2026 West Bengal Legislative Assembly election: Tufanganj
| Party |  | Candidate | Votes | % | ±% |
|---|---|---|---|---|---|
|  | BJP | Malati Rava Roy | 122,525 | 53.08 | −1.61 |
|  | AITC | Shibsankar Paul | 96,068 | 41.62 | +1.83 |
|  | CPI(M) | Dhananjoy Rava | 4,863 | 2.11 | New entry |
|  | INC | Debendranath Barma | 1,658 | 0.72 | −2.13 |
|  | IND | Bibhas Dakua | 974 | 0.42 | New entry |
|  | AJUP | Kabir Hossain | 970 | 0.42 | New entry |
|  | IND | Prafulla Prodhan | 822 | 0.36 | New entry |
|  | IND | Pramath Sarkar | 631 | 0.27 | New entry |
|  | KPP(U) | Maheswar Gayen | 497 | 0.22 | New entry |
|  | SUCI(C) | Bhola Saha | 400 | 0.17 | −0.06 |
|  | NOTA | Nota | 1,421 | 0.62 | −0.37 |
| Majority |  |  | 26,457 | 11.46 | −3.44 |
| Turnout |  |  | 230,829 | 96.94 | +7.58 |
| Registered electors |  |  | 238,111 |  | +1.62 |
|  | BJP hold |  | Swing | 1.72 |  |

=== 2021 ===

In the 2021 West Bengal Legislative Assembly election, Malati Rava Roy of BJP defeated her nearest rival Pranab Kumar Dey of TMC.

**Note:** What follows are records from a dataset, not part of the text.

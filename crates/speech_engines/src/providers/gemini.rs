//! Google AI generative speech engine
//!
//! Tries the Gemini speech model first and falls back to a Cloud TTS Chirp
//! voice with the same speaker name before giving up:
//!
//! ```text
//! synthesize
//!     │
//!     ▼
//! ┌────────────┐  fail  ┌──────────────┐  fail
//! │ generative │──────▶│ cloud_chirp  │──────▶ TiersExhausted
//! └────────────┘        └──────────────┘
//!     │ ok                   │ ok
//!     ▼                      ▼
//!  WAV clip               MP3 clip
//! ```
//!
//! The generative tier returns raw 16-bit mono PCM, which is wrapped into a
//! WAV container before it is handed out.

use std::io::Cursor;
use std::time::Duration;

use async_trait::async_trait;
use base64::Engine as _;
use base64::engine::general_purpose::STANDARD;
use reqwest::Client;
use secrecy::{ExposeSecret, SecretString};
use serde::{Deserialize, Serialize};
use tracing::{debug, info, instrument, warn};

use crate::config::GenerativeTtsConfig;
use crate::error::{ConfigError, FailedAttempt, SynthesisError};
use crate::ports::SpeechEngine;
use crate::providers::google_cloud::{
    CloudSynthesis, CloudSynthesizer, MAX_TEXT_LENGTH, language_code_for,
};
use crate::speed::SpeedRange;
use crate::types::{
    AudioArtifact, AudioFormat, CostTier, Credentials, EngineDescriptor, EngineInfo,
    GOOGLE_AI_API_KEY, QualityTier,
};

/// Engine id
pub const ENGINE_ID: &str = "google_ai_tts";

/// Prebuilt voice used when the request names none
pub const DEFAULT_VOICE: &str = "Kore";

/// Prebuilt voices shared by the generative model and Chirp 3 HD
pub const VOICES: &[&str] = &[
    "Kore", "Aoede", "Leda", "Zephyr", "Puck", "Charon", "Fenrir", "Orus",
];

/// PCM sample rate when the response does not state one
const DEFAULT_SAMPLE_RATE: u32 = 24_000;

/// Pace directives are only added outside this distance from 1.0
const PACE_TOLERANCE: f32 = 0.05;

const GENERATIVE_SPEED: SpeedRange = SpeedRange::multiplier(0.5, 2.0);
const CHIRP_SPEED: SpeedRange = SpeedRange::multiplier(0.25, 2.0);

/// One endpoint in the private fallback chain
#[derive(Debug, Clone, Copy, PartialEq, Eq)]
enum Tier {
    Generative,
    CloudChirp,
}

impl Tier {
    const CHAIN: [Self; 2] = [Self::Generative, Self::CloudChirp];

    const fn name(self) -> &'static str {
        match self {
            Self::Generative => "generative",
            Self::CloudChirp => "cloud_chirp",
        }
    }
}

/// Prefix the prompt with a pace instruction when speed differs from 1.0
#[must_use]
pub fn pace_directive(speed: f32) -> Option<String> {
    let speed = GENERATIVE_SPEED.clamp(speed);
    if (speed - 1.0).abs() < PACE_TOLERANCE {
        return None;
    }

    let pace = if speed > 1.0 { "quickly" } else { "slowly" };
    Some(format!(
        "Read the following text {pace}, at about {speed:.1}x normal speaking pace:"
    ))
}

/// Map a prebuilt voice name to the matching Chirp 3 HD voice
///
/// Names that already carry a `xx-YY-` prefix are passed through.
#[must_use]
pub fn chirp_voice_name(voice: &str, language: &str) -> String {
    if language_code_for(voice, "").is_empty() {
        format!("{language}-Chirp3-HD-{voice}")
    } else {
        voice.to_string()
    }
}

/// Read the sample rate from a `audio/L16;codec=pcm;rate=24000` MIME type
fn sample_rate_from_mime(mime_type: Option<&str>) -> u32 {
    mime_type
        .into_iter()
        .flat_map(|mime| mime.split(';'))
        .filter_map(|param| param.trim().strip_prefix("rate="))
        .filter_map(|rate| rate.parse::<u32>().ok())
        .find(|&rate| rate > 0)
        .unwrap_or(DEFAULT_SAMPLE_RATE)
}

/// Wrap little-endian 16-bit mono PCM into a WAV container
fn pcm_to_wav(pcm: &[u8], sample_rate: u32) -> Result<Vec<u8>, hound::Error> {
    let spec = hound::WavSpec {
        channels: 1,
        sample_rate,
        bits_per_sample: 16,
        sample_format: hound::SampleFormat::Int,
    };

    let mut cursor = Cursor::new(Vec::with_capacity(pcm.len() + 44));
    let mut writer = hound::WavWriter::new(&mut cursor, spec)?;
    for sample in pcm.chunks_exact(2) {
        writer.write_sample(i16::from_le_bytes([sample[0], sample[1]]))?;
    }
    writer.finalize()?;

    Ok(cursor.into_inner())
}

/// `generateContent` request body
#[derive(Debug, Serialize)]
#[serde(rename_all = "camelCase")]
struct GenerateContentRequest<'a> {
    contents: [RequestContent<'a>; 1],
    generation_config: GenerationConfig<'a>,
}

#[derive(Debug, Serialize)]
struct RequestContent<'a> {
    parts: [RequestPart<'a>; 1],
}

#[derive(Debug, Serialize)]
struct RequestPart<'a> {
    text: &'a str,
}

#[derive(Debug, Serialize)]
#[serde(rename_all = "camelCase")]
struct GenerationConfig<'a> {
    response_modalities: [&'static str; 1],
    speech_config: SpeechConfig<'a>,
}

#[derive(Debug, Serialize)]
#[serde(rename_all = "camelCase")]
struct SpeechConfig<'a> {
    voice_config: VoiceConfig<'a>,
}

#[derive(Debug, Serialize)]
#[serde(rename_all = "camelCase")]
struct VoiceConfig<'a> {
    prebuilt_voice_config: PrebuiltVoiceConfig<'a>,
}

#[derive(Debug, Serialize)]
#[serde(rename_all = "camelCase")]
struct PrebuiltVoiceConfig<'a> {
    voice_name: &'a str,
}

/// `generateContent` response, audio parts only
#[derive(Debug, Deserialize)]
struct GenerateContentResponse {
    #[serde(default)]
    candidates: Vec<Candidate>,
}

#[derive(Debug, Deserialize)]
struct Candidate {
    content: Option<ResponseContent>,
}

#[derive(Debug, Deserialize)]
struct ResponseContent {
    #[serde(default)]
    parts: Vec<ResponsePart>,
}

#[derive(Debug, Deserialize)]
#[serde(rename_all = "camelCase")]
struct ResponsePart {
    inline_data: Option<InlineData>,
}

#[derive(Debug, Deserialize)]
#[serde(rename_all = "camelCase")]
struct InlineData {
    mime_type: Option<String>,
    data: String,
}

/// Google AI speech engine with a Cloud TTS fallback tier
#[derive(Debug)]
pub struct GeminiTtsEngine {
    client: Client,
    config: GenerativeTtsConfig,
    descriptor: EngineDescriptor,
    cloud: CloudSynthesizer,
    timeout: Duration,
}

impl GeminiTtsEngine {
    /// Create a new engine
    ///
    /// # Errors
    ///
    /// Returns `ConfigError::HttpClient` if the HTTP client cannot be built.
    pub fn new(config: GenerativeTtsConfig) -> Result<Self, ConfigError> {
        let client = Client::builder()
            .build()
            .map_err(|e| ConfigError::HttpClient(e.to_string()))?;

        let timeout = Duration::from_millis(config.timeout_ms);
        let cloud = CloudSynthesizer::new(client.clone(), config.cloud_endpoint.clone(), timeout);

        let descriptor = EngineDescriptor::new(ENGINE_ID, MAX_TEXT_LENGTH)
            .with_byte_limit()
            .with_credential(GOOGLE_AI_API_KEY)
            .with_tiers(CostTier::Metered, QualityTier::High);

        Ok(Self {
            client,
            config,
            descriptor,
            cloud,
            timeout,
        })
    }

    async fn run_tier(
        &self,
        tier: Tier,
        text: &str,
        voice: &str,
        speed: f32,
        api_key: &SecretString,
    ) -> Result<AudioArtifact, SynthesisError> {
        match tier {
            Tier::Generative => {
                let wav = self.generate(text, voice, speed, api_key).await?;
                Ok(AudioArtifact::write(&wav, AudioFormat::Wav, ENGINE_ID).await?)
            },
            Tier::CloudChirp => {
                let voice = chirp_voice_name(voice, &self.config.language);
                let language_code = language_code_for(&voice, &self.config.language);
                let audio = self
                    .cloud
                    .synthesize(
                        api_key,
                        CloudSynthesis {
                            text,
                            voice: &voice,
                            language_code,
                            speaking_rate: CHIRP_SPEED.to_native(speed),
                            pitch: None,
                            volume_gain_db: 0.0,
                            format: AudioFormat::Mp3,
                        },
                    )
                    .await?;
                Ok(AudioArtifact::write(&audio, AudioFormat::Mp3, ENGINE_ID).await?)
            },
        }
    }

    /// Generative tier: returns WAV bytes
    async fn generate(
        &self,
        text: &str,
        voice: &str,
        speed: f32,
        api_key: &SecretString,
    ) -> Result<Vec<u8>, SynthesisError> {
        let prompt = match pace_directive(speed) {
            Some(directive) => format!("{directive}\n{text}"),
            None => text.to_string(),
        };

        let body = GenerateContentRequest {
            contents: [RequestContent {
                parts: [RequestPart { text: &prompt }],
            }],
            generation_config: GenerationConfig {
                response_modalities: ["AUDIO"],
                speech_config: SpeechConfig {
                    voice_config: VoiceConfig {
                        prebuilt_voice_config: PrebuiltVoiceConfig { voice_name: voice },
                    },
                },
            },
        };

        let url = format!(
            "{}/v1beta/models/{}:generateContent",
            self.config.base_url.trim_end_matches('/'),
            self.config.model
        );

        let response = self
            .client
            .post(&url)
            .header("x-goog-api-key", api_key.expose_secret())
            .json(&body)
            .timeout(self.timeout)
            .send()
            .await
            .map_err(|e| SynthesisError::http(&e, self.timeout))?;

        let status = response.status();
        if !status.is_success() {
            let body = response.text().await.unwrap_or_default();
            return Err(SynthesisError::from_status(status, body));
        }

        let payload: GenerateContentResponse = response
            .json()
            .await
            .map_err(|e| SynthesisError::MalformedResponse(format!("Failed to parse response: {e}")))?;

        let inline = payload
            .candidates
            .into_iter()
            .next()
            .and_then(|candidate| candidate.content)
            .and_then(|content| content.parts.into_iter().find_map(|part| part.inline_data))
            .ok_or_else(|| {
                SynthesisError::MalformedResponse("Response has no inline audio data".to_string())
            })?;

        let pcm = STANDARD
            .decode(inline.data.as_bytes())
            .map_err(|e| SynthesisError::MalformedResponse(format!("Invalid base64 audio: {e}")))?;

        if pcm.len() < 2 {
            return Err(SynthesisError::EmptyResult);
        }

        let sample_rate = sample_rate_from_mime(inline.mime_type.as_deref());
        debug!(pcm_size = pcm.len(), sample_rate, "Generative audio received");

        pcm_to_wav(&pcm, sample_rate)
            .map_err(|e| SynthesisError::MalformedResponse(format!("WAV encoding failed: {e}")))
    }
}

2021 West Bengal Legislative Assembly election: Tufanganj
| Party |  | Candidate | Votes | % | ±% |
|---|---|---|---|---|---|
|  | BJP | Malati Rava Roy | 114,503 | 54.69 |  |
|  | AITC | Pranab Kumar Dey | 83,305 | 39.79 |  |
|  | INC | Rabin Roy | 5,973 | 2.85 |  |
|  | NOTA | None of the above | 2,069 | 0.99 |  |
| Majority |  |  | 31,198 | 14.9 |  |
| Turnout |  |  | 209,378 | 89.36 |  |
|  | BJP gain from AITC |  | Swing |  |  |

=== 2016 ===

In the 2016 West Bengal Legislative Assembly election, Fazal Karim Miah of TMC defeated his nearest rival Shyamal Chowdhury of Congress.

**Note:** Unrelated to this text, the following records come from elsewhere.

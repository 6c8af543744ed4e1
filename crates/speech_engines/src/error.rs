//! Speech synthesis and playback errors

use std::fmt;
use std::time::Duration;

use thiserror::Error;

/// Errors a single engine attempt can produce
///
/// None of these escape the orchestrator on their own: each one is recorded
/// as a [`FailedAttempt`] and the next candidate is tried.
#[derive(Debug, Error)]
pub enum SynthesisError {
    /// Required secret absent from the request; no network call was made
    #[error("Missing credential '{key}' for engine {engine}")]
    MissingCredential {
        /// Engine that needed the credential
        engine: String,
        /// Credential key that was looked up
        key: String,
    },

    /// Probe or connection failure
    #[error("Engine unreachable: {0}")]
    Unreachable(String),

    /// Backend returned an auth-failure status
    #[error("Authentication rejected with HTTP {status}")]
    AuthRejected {
        /// HTTP status code returned by the backend
        status: u16,
    },

    /// Non-JSON body or missing expected fields
    #[error("Malformed response: {0}")]
    MalformedResponse(String),

    /// Backend reported success but produced no audio
    #[error("Engine returned no audio")]
    EmptyResult,

    /// Non-zero exit or empty output file
    #[error("Subprocess failed: {0}")]
    SubprocessFailure(String),

    /// Bounded timeout elapsed
    #[error("Synthesis timeout after {0}ms")]
    Timeout(u64),

    /// Backend answered with a non-success status that is not an auth failure
    #[error("Request failed with HTTP {status}: {body}")]
    RequestFailed {
        /// HTTP status code
        status: u16,
        /// Response body, truncated
        body: String,
    },

    /// Local filesystem error while writing the artifact
    #[error("I/O error: {0}")]
    Io(#[from] std::io::Error),

    /// Every tier of a multi-tier engine failed
    #[error("All tiers failed: {}", FailureList(.0))]
    TiersExhausted(Vec<FailedAttempt>),
}

impl SynthesisError {
    /// Classify a non-success HTTP status
    pub(crate) fn from_status(status: reqwest::StatusCode, body: String) -> Self {
        match status.as_u16() {
            401 | 403 => Self::AuthRejected {
                status: status.as_u16(),
            },
            code => Self::RequestFailed {
                status: code,
                body: truncate_body(body),
            },
        }
    }

    /// Map a transport error, reporting timeouts against the budget that elapsed
    pub(crate) fn http(err: &reqwest::Error, timeout: Duration) -> Self {
        if err.is_timeout() {
            #[allow(clippy::cast_possible_truncation)]
            Self::Timeout(timeout.as_millis() as u64)
        } else if err.is_connect() {
            Self::Unreachable(err.to_string())
        } else if err.is_decode() {
            Self::MalformedResponse(err.to_string())
        } else {
            Self::RequestFailed {
                status: err.status().map_or(0, |s| s.as_u16()),
                body: err.to_string(),
            }
        }
    }
}

fn truncate_body(mut body: String) -> String {
    const MAX_BODY: usize = 256;
    if body.len() > MAX_BODY {
        let mut cut = MAX_BODY;
        while !body.is_char_boundary(cut) {
            cut -= 1;
        }
        body.truncate(cut);
        body.push('…');
    }
    body
}

/// One failed attempt in a fallback pass
///
/// Used by the outer orchestrator (one per engine) and by multi-tier engines
/// (one per tier), so both report failures the same way.
#[derive(Debug)]
pub struct FailedAttempt {
    /// Engine id, or tier name inside a multi-tier engine
    pub source: String,
    /// Why the attempt failed or was skipped
    pub error: SynthesisError,
}

impl FailedAttempt {
    /// Create a new failed attempt record
    pub fn new(source: impl Into<String>, error: SynthesisError) -> Self {
        Self {
            source: source.into(),
            error,
        }
    }
}

impl fmt::Display for FailedAttempt {
    fn fmt(&self, f: &mut fmt::Formatter<'_>) -> fmt::Result {
        write!(f, "{}: {}", self.source, self.error)
    }
}

struct FailureList<'a>(&'a [FailedAttempt]);

impl fmt::Display for FailureList<'_> {
    fn fmt(&self, f: &mut fmt::Formatter<'_>) -> fmt::Result {
        for (i, attempt) in self.0.iter().enumerate() {
            if i > 0 {
                f.write_str("; ")?;
            }
            write!(f, "{attempt}")?;
        }
        Ok(())
    }
}

/// Terminal failure: every candidate engine was tried or skipped
#[derive(Debug, Error)]
#[error("All speech engines failed ({} attempted): {}", .attempts.len(), FailureList(.attempts))]
pub struct ExhaustedError {
    /// Per-engine failures in candidate order
    pub attempts: Vec<FailedAttempt>,
}

impl ExhaustedError {
    /// Engine ids in the order they were attempted
    pub fn engine_ids(&self) -> Vec<&str> {
        self.attempts.iter().map(|a| a.source.as_str()).collect()
    }
}

/// Rejected synthesis request
#[derive(Debug, Error, PartialEq)]
pub enum RequestError {
    /// Text is empty or whitespace only
    #[error("Text cannot be empty")]
    EmptyText,

    /// Speed must be a positive finite multiplier
    #[error("Speed must be a positive number, got {0}")]
    InvalidSpeed(f32),
}

/// Engine construction failure
#[derive(Debug, Error)]
pub enum ConfigError {
    /// Invalid configuration value
    #[error("Configuration error: {0}")]
    Invalid(String),

    /// HTTP client could not be built
    #[error("Failed to create HTTP client: {0}")]
    HttpClient(String),
}

/// Per-clip playback failure
#[derive(Debug, Error)]
pub enum PlaybackError {
    /// Player executable could not be started
    #[error("Player '{player}' could not be started: {reason}")]
    Spawn {
        /// Player program name
        player: String,
        /// Underlying spawn error
        reason: String,
    },

    /// Player exited with a failure status
    #[error("Player '{player}' exited with {status}")]
    Exit {
        /// Player program name
        player: String,
        /// Exit status description
        status: String,
    },

    /// Player ran longer than the configured timeout
    #[error("Player '{0}' timed out")]
    Timeout(String),
}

2016 West Bengal Legislative Assembly election: Tufanganj constituency
| Party |  | Candidate | Votes | % | ±% |
|---|---|---|---|---|---|
|  | AITC | Fazal Karim Miah | 85,052 | 44.21 | Winner |
|  | INC | Shyamal Chowdhury | 69,782 | 36.27 |  |
|  | BJP | Bivas Sen Ishore | 30,048 | 15.62 |  |
|  | Independent | Manoj Kumar Mandal | 1,958 | 1.02 |  |
|  | KPP | Nubash Barman | 1,744 | 0.91 |  |
|  | SUCI(C) | Santana Datta | 1,320 | 0.69 |  |
|  | None of the Above | None of the Above | 2,498 | 1.30 |  |
| Majority |  |  | 15,270 | 7.94 |  |
| Turnout |  |  | 1,92,402 | 90.09 |  |
|  | AITC hold |  | Swing |  |  |

=== 2011 ===

In the 2011 West Bengal Legislative Assembly election, Arghya Roy Pradhan of TMC defeated his nearest rival Dhananjoy Rava of CPI(M).

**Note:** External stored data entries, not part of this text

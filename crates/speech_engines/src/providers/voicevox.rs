//! VOICEVOX-compatible local engines
//!
//! VOICEVOX and AivisSpeech expose the same two-step HTTP API and differ only
//! in base URL, default speaker and bundled voices:
//!
//! ```text
//! POST {base}/audio_query?text=..&speaker=<id>   -> JSON synthesis parameters
//! POST {base}/synthesis?speaker=<id>  (params)   -> WAV bytes
//! GET  {base}/speakers                           -> [{name, styles:[{name,id}]}]
//! GET  {base}/version                            -> probe
//! ```
//!
//! Voice names look like `"ずんだもん(ノーマル)"`, i.e. `Speaker(Style)`. They
//! are resolved to a numeric style id through the `/speakers` table. When the
//! name is malformed or unknown the profile's default speaker is used, so a
//! bad voice name still produces audible speech.

use std::collections::HashMap;
use std::sync::Arc;
use std::time::Duration;

use async_trait::async_trait;
use reqwest::Client;
use serde::Deserialize;
use tokio::sync::RwLock;
use tracing::{debug, instrument, warn};

use crate::config::LocalEngineConfig;
use crate::error::{ConfigError, SynthesisError};
use crate::ports::SpeechEngine;
use crate::probe::HttpProbe;
use crate::speed::SpeedRange;
use crate::types::{
    AudioArtifact, AudioFormat, CostTier, Credentials, EngineDescriptor, EngineInfo, QualityTier,
};

/// `speedScale` bounds accepted by VOICEVOX-compatible engines
pub const SPEED_RANGE: SpeedRange = SpeedRange::multiplier(0.5, 2.0);

/// Static facts distinguishing one VOICEVOX-compatible engine from another
#[derive(Debug, Clone, Copy)]
pub struct LocalEngineProfile {
    /// Engine id
    pub id: &'static str,
    /// Display name
    pub name: &'static str,
    /// Short description
    pub description: &'static str,
    /// Base URL when none is configured
    pub default_base_url: &'static str,
    /// Speaker id used when a voice cannot be resolved
    pub default_speaker_id: u32,
    /// Voices reported when `/speakers` is unreachable
    pub fallback_voices: &'static [&'static str],
    /// Longest text per request
    pub max_text_length: usize,
    /// Informational quality tier
    pub quality_tier: QualityTier,
}

/// VOICEVOX on its default port
pub const VOICEVOX: LocalEngineProfile = LocalEngineProfile {
    id: "voicevox",
    name: "VOICEVOX",
    description: "Local VOICEVOX engine (free, character voices)",
    default_base_url: "http://127.0.0.1:50021",
    default_speaker_id: 3,
    fallback_voices: &[
        "ずんだもん(ノーマル)",
        "四国めたん(ノーマル)",
        "春日部つむぎ(ノーマル)",
        "雨晴はう(ノーマル)",
    ],
    max_text_length: 500,
    quality_tier: QualityTier::Standard,
};

/// AivisSpeech on its default port
pub const AIVIS: LocalEngineProfile = LocalEngineProfile {
    id: "aivis",
    name: "AivisSpeech",
    description: "Local AivisSpeech engine (free, expressive voices)",
    default_base_url: "http://127.0.0.1:10101",
    default_speaker_id: 888_753_760,
    fallback_voices: &["Anneli(ノーマル)"],
    max_text_length: 500,
    quality_tier: QualityTier::High,
};

/// Entry of the `/speakers` response
#[derive(Debug, Deserialize)]
struct Speaker {
    name: String,
    styles: Vec<SpeakerStyle>,
}

#[derive(Debug, Deserialize)]
struct SpeakerStyle {
    name: String,
    id: u32,
}

/// Voice name to style id lookup built from `/speakers`
#[derive(Debug, Default)]
pub struct SpeakerTable {
    styles: HashMap<(String, String), u32>,
    first_style: HashMap<String, u32>,
    voices: Vec<String>,
}

impl SpeakerTable {
    fn from_speakers(speakers: Vec<Speaker>) -> Self {
        let mut table = Self::default();
        for speaker in speakers {
            for style in speaker.styles {
                table
                    .first_style
                    .entry(speaker.name.clone())
                    .or_insert(style.id);
                table
                    .voices
                    .push(format!("{}({})", speaker.name, style.name));
                table
                    .styles
                    .insert((speaker.name.clone(), style.name), style.id);
            }
        }
        table
    }

    /// Resolve a voice name to a style id
    #[must_use]
    pub fn resolve(&self, voice: &str) -> Option<u32> {
        let (speaker, style) = parse_voice_name(voice)?;
        match style {
            Some(style) => self
                .styles
                .get(&(speaker.to_string(), style.to_string()))
                .copied(),
            None => self.first_style.get(speaker).copied(),
        }
    }

    /// All voices as `Speaker(Style)` strings
    #[must_use]
    pub fn voices(&self) -> &[String] {
        &self.voices
    }
}

/// Split `"Speaker(Style)"` into its parts
///
/// Accepts ASCII or full-width parentheses. A bare `"Speaker"` yields no
/// style. Returns `None` for malformed names.
#[must_use]
pub fn parse_voice_name(voice: &str) -> Option<(&str, Option<&str>)> {
    let voice = voice.trim();
    if voice.is_empty() {
        return None;
    }

    let open = voice.find(['(', '（']);
    let close_ascii = voice.ends_with(')');
    let close_wide = voice.ends_with('）');

    match open {
        None if !close_ascii && !close_wide => Some((voice, None)),
        None => None,
        Some(start) => {
            let open_len = voice[start..].chars().next().map_or(1, char::len_utf8);
            let close_len = if close_ascii {
                1
            } else if close_wide {
                '）'.len_utf8()
            } else {
                return None;
            };
            let speaker = voice[..start].trim();
            let style = voice[start + open_len..voice.len() - close_len].trim();
            if speaker.is_empty() || style.is_empty() {
                return None;
            }
            Some((speaker, Some(style)))
        },
    }
}

/// VOICEVOX-compatible local engine
#[derive(Debug)]
pub struct VoicevoxEngine {
    profile: LocalEngineProfile,
    descriptor: EngineDescriptor,
    client: Client,
    base_url: String,
    default_speaker_id: u32,
    timeout: Duration,
    lookup_timeout: Duration,
    probe: HttpProbe,
    speakers: RwLock<Option<Arc<SpeakerTable>>>,
}

impl VoicevoxEngine {
    /// Create an engine from a profile and its configuration
    ///
    /// # Errors
    ///
    /// Returns `ConfigError::HttpClient` if the HTTP client cannot be built.
    pub fn new(profile: LocalEngineProfile, config: &LocalEngineConfig) -> Result<Self, ConfigError> {
        let client = Client::builder()
            .build()
            .map_err(|e| ConfigError::HttpClient(e.to_string()))?;

        let base_url = config
            .base_url
            .clone()
            .unwrap_or_else(|| profile.default_base_url.to_string())
            .trim_end_matches('/')
            .to_string();

        let lookup_timeout = Duration::from_millis(config.probe_timeout_ms);
        let probe = HttpProbe::new(client.clone(), format!("{base_url}/version"), lookup_timeout);

        let descriptor = EngineDescriptor::new(profile.id, profile.max_text_length)
            .with_probe()
            .with_tiers(CostTier::Free, profile.quality_tier);

        Ok(Self {
            profile,
            descriptor,
            client,
            base_url,
            default_speaker_id: config
                .default_speaker_id
                .unwrap_or(profile.default_speaker_id),
            timeout: Duration::from_millis(config.timeout_ms),
            lookup_timeout,
            probe,
            speakers: RwLock::new(None),
        })
    }

    /// Speaker table, fetched once and cached after the first success
    async fn speaker_table(&self) -> Result<Arc<SpeakerTable>, SynthesisError> {
        if let Some(table) = self.speakers.read().await.as_ref() {
            return Ok(Arc::clone(table));
        }

        let response = self
            .client
            .get(format!("{}/speakers", self.base_url))
            .timeout(self.lookup_timeout)
            .send()
            .await
            .map_err(|e| SynthesisError::http(&e, self.lookup_timeout))?;

        let status = response.status();
        if !status.is_success() {
            let body = response.text().await.unwrap_or_default();
            return Err(SynthesisError::from_status(status, body));
        }

        let speakers: Vec<Speaker> = response
            .json()
            .await
            .map_err(|e| SynthesisError::MalformedResponse(format!("speakers: {e}")))?;

        let table = Arc::new(SpeakerTable::from_speakers(speakers));
        debug!(engine = self.profile.id, voices = table.voices().len(), "Speaker table loaded");
        *self.speakers.write().await = Some(Arc::clone(&table));
        Ok(table)
    }

    /// Resolve a voice name, falling back to the default speaker
    async fn resolve_speaker(&self, voice: &str) -> u32 {
        if let Ok(id) = voice.trim().parse::<u32>() {
            return id;
        }

        let resolved = match self.speaker_table().await {
            Ok(table) => table.resolve(voice),
            Err(e) => {
                warn!(engine = self.profile.id, error = %e, "Speaker lookup failed");
                None
            },
        };

        resolved.unwrap_or_else(|| {
            debug!(
                engine = self.profile.id,
                voice,
                default = self.default_speaker_id,
                "Voice not resolved, using default speaker"
            );
            self.default_speaker_id
        })
    }

    async fn audio_query(&self, text: &str, speaker: &str) -> Result<serde_json::Value, SynthesisError> {
        let response = self
            .client
            .post(format!("{}/audio_query", self.base_url))
            .query(&[("text", text), ("speaker", speaker)])
            .timeout(self.timeout)
            .send()
            .await
            .map_err(|e| SynthesisError::http(&e, self.timeout))?;

        let status = response.status();
        if !status.is_success() {
            let body = response.text().await.unwrap_or_default();
            return Err(SynthesisError::from_status(status, body));
        }

        response
            .json()
            .await
            .map_err(|e| SynthesisError::MalformedResponse(format!("audio_query: {e}")))
    }

    async fn synthesis(&self, query: &serde_json::Value, speaker: &str) -> Result<Vec<u8>, SynthesisError> {
        let response = self
            .client
            .post(format!("{}/synthesis", self.base_url))
            .query(&[("speaker", speaker)])
            .json(query)
            .timeout(self.timeout)
            .send()
            .await
            .map_err(|e| SynthesisError::http(&e, self.timeout))?;

        let status = response.status();
        if !status.is_success() {
            let body = response.text().await.unwrap_or_default();
            return Err(SynthesisError::from_status(status, body));
        }

        let audio = response
            .bytes()
            .await
            .map_err(|e| SynthesisError::http(&e, self.timeout))?;
        Ok(audio.to_vec())
    }
}

#[async_trait]
impl SpeechEngine for VoicevoxEngine {
    fn descriptor(&self) -> &EngineDescriptor {
        &self.descriptor
    }

    async fn list_voices(&self) -> Vec<String> {
        match self.speaker_table().await {
            Ok(table) if !table.voices().is_empty() => table.voices().to_vec(),
            Ok(_) => self.profile.fallback_voices.iter().map(ToString::to_string).collect(),
            Err(e) => {
                debug!(engine = self.profile.id, error = %e, "Using fallback voice list");
                self.profile.fallback_voices.iter().map(ToString::to_string).collect()
            },
        }
    }

    fn describe(&self) -> EngineInfo {
        EngineInfo {
            name: self.profile.name.to_string(),
            cost_tier: self.descriptor.cost_tier,
            quality_tier: self.descriptor.quality_tier,
            description: self.profile.description.to_string(),
        }
    }

    #[instrument(skip(self, text, _credentials), fields(engine = self.profile.id, text_len = text.len()))]
    async fn synthesize(
        &self,
        text: &str,
        voice: &str,
        speed: f32,
        _credentials: &Credentials,
    ) -> Result<Vec<AudioArtifact>, SynthesisError> {
        let speaker = self.resolve_speaker(voice).await.to_string();

        let mut query = self.audio_query(text, &speaker).await?;
        let params = query.as_object_mut().ok_or_else(|| {
            SynthesisError::MalformedResponse("audio_query did not return an object".to_string())
        })?;
        params.insert(
            "speedScale".to_string(),
            serde_json::json!(SPEED_RANGE.to_native(speed)),
        );

        let audio = self.synthesis(&query, &speaker).await?;
        if audio.is_empty() {
            return Err(SynthesisError::EmptyResult);
        }

        debug!(audio_size = audio.len(), speaker = %speaker, "Local synthesis complete");

        let artifact = AudioArtifact::write(&audio, AudioFormat::Wav, self.profile.id).await?;
        Ok(vec![artifact])
    }

    async fn is_available(&self) -> bool {
        self.probe.check().await
    }
}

2011 West Bengal Legislative Assembly election: Tufanganj constituency
| Party |  | Candidate | Votes | % | ±% |
|---|---|---|---|---|---|
|  | AITC | Arghya Roy Pradhan | 73,721 | 45.02 | Winner |
|  | CPI(M) | Dhanonjoy Rava | 67,539 | 41.24 |  |
|  | BJP | Bimal Kumar Sarkar | 17,220 | 10.52 |  |
|  | Independent | Shiben Barman | 2,817 | 1.72 |  |
|  | Independent | Ganesh Dakua | 2,463 | 1.50 |  |
| Majority |  |  | 6,182 | 3.78 |  |
| Turnout |  |  | 1,63,760 | 89.37 |  |
|  | AITC gain from CPI(M) |  | Swing |  |  |

=== 2006 ===
In the 2006 state assembly elections, Alaka Barman of CPI(M) won the 9 Tufanganj (SC) Assembly seat defeating her nearest rival Malati Rava (Ray) of BJP. Contests in most years were multi cornered but only winners and runners are being mentioned. Puspa Chandra Das of CPI(M) defeated Sachindra Chandra Das representing Trinamool Congress in 2001 and representing Congress in 1996. Debendranath Barman of CPI(M) defeated Mahesh Chandra Barman of Congress in 1991. Manindranath Barma of CPI(M) defeated Sisir Isore of Congress in 1987, Sankar Sen Ishore of Congress in 1982 and Surendra Narayan Roy Kungar of Congress in 1977.

=== 1972 ===
During 1967 to 1972 Tufanganj was a reserved seat for SC. Sisir Isore of Congress won in 1972 and 1971. Akshay Kumar Barma of Congress won in 1969. I.S.Sen of Congress won in 1967. In 1962 and 1957, it was an open seat. Jiban Krishna Dey of CPI won in 1962. Jatindra Nath Sinha Sarker of Congress won in 1957.